Lisa is using her experience to highlight the progress made in cancer research and as a result gets to see her granddaughter Olivia grow up.

She said: “Research means I have had options available to me to treat this cancer and thankfully I’m doing well. Olivia is unphased by it all and even when I lost my hair it didn’t bother her and she’s the perfect tonic for the tough days.”

Lisa, mum to Kieran, 25, and Alex, 21, is encouraging everyone to show solidarity with people diagnosed with cancer this World Cancer Day.

World Cancer Day is an international initiative, uniting people around the world on 4 February to beat the disease.

Lisa, who is part of the fundraising group Team Susie, led by her and her sisters Andrea Haig, Lyndsey Taylor and their mam Brenda, has raised over £107,000 for Cancer Research UK in memory of their aunty, by doing activities from Boxing Day dips to charity calendars and selling unity bands for World Cancer Day.

Lisa said: “Fundraising has always given me something to focus on, rather than the next cancer appointment or treatment. We’ve spent many a cold day out in Ashington selling the unity bands, it’s a pity we won’t be able to do the same this year due to lockdown, but we are always so well supported by our extended family, friends and the local community.

“Just because we can’t do our normal fundraising doesn’t mean we can’t show our support for World Cancer Day. Instead they can make a donation.”

By donating people across the region will be raising money to help get life-saving research back on track after the impact of the COVID-19 pandemic.

Cancer Research UK expects to see its fundraising income decline by £300m over the next three years, which could put future breakthroughs at risk.
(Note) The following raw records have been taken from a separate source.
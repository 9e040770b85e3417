//! `?notice=` / `?error=` messages carried on redirects.

use std::collections::HashMap;

use ui::views::Flash;

pub const NOTICE_PARAM: &str = "notice";
pub const ERROR_PARAM: &str = "error";

fn with_param(path: &str, key: &str, message: &str) -> String {
    let separator = if path.contains('?') { '&' } else { '?' };
    format!("{path}{separator}{key}={}", urlencoding::encode(message))
}

#[must_use]
pub fn with_notice(path: &str, message: &str) -> String {
    with_param(path, NOTICE_PARAM, message)
}

#[must_use]
pub fn with_error(path: &str, message: &str) -> String {
    with_param(path, ERROR_PARAM, message)
}

/// Flash messages of the current request's query string.
#[must_use]
pub fn flash_from(params: &HashMap<String, String>) -> Flash {
    let read = |key: &str| {
        params
            .get(key)
            .map(|value| value.trim().to_string())
            .filter(|value| !value.is_empty())
    };
    Flash {
        notice: read(NOTICE_PARAM),
        error: read(ERROR_PARAM),
    }
}

#[cfg(test)]
mod tests {
    use super::*;

    #[test]
    fn messages_are_appended_to_the_query() {
        assert_eq!(with_notice("/dashboard", "Saved!"), "/dashboard?notice=Saved%21");
        assert_eq!(
            with_error("/admin/users?page=2", "No way"),
            "/admin/users?page=2&error=No%20way"
        );
    }

    #[test]
    fn blank_messages_are_ignored() {
        let params = HashMap::from([
            ("notice".to_string(), "  ".to_string()),
            ("error".to_string(), "Boom".to_string()),
        ]);
        let flash = flash_from(&params);
        assert_eq!(flash.notice, None);
        assert_eq!(flash.error.as_deref(), Some("Boom"));
    }
}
In the UK, survival has doubled in the last 40 years and Cancer Research UK’s work has been at the heart of that progress. But right now, research is under threat.

One in two people in the UK will get cancer in their lifetime*, which is why the charity is absolutely determined to continue to create better cancer treatments for tomorrow.

Lisa Millett, Cancer Research UK spokesperson for the North East, said: “COVID-19 has hit us hard, so we are very grateful to Lisa for her support and helping to underline the stark reality of the current situation.

“Our research has played a role in developing 8 of the world’s top 10 cancer drugs and we’re working every day to find new ways to prevent, diagnose and treat the disease. But we can’t do it alone.

“By donating to mark World Cancer Day people will be funding world-class research to help more people survive. Together, we will beat cancer.”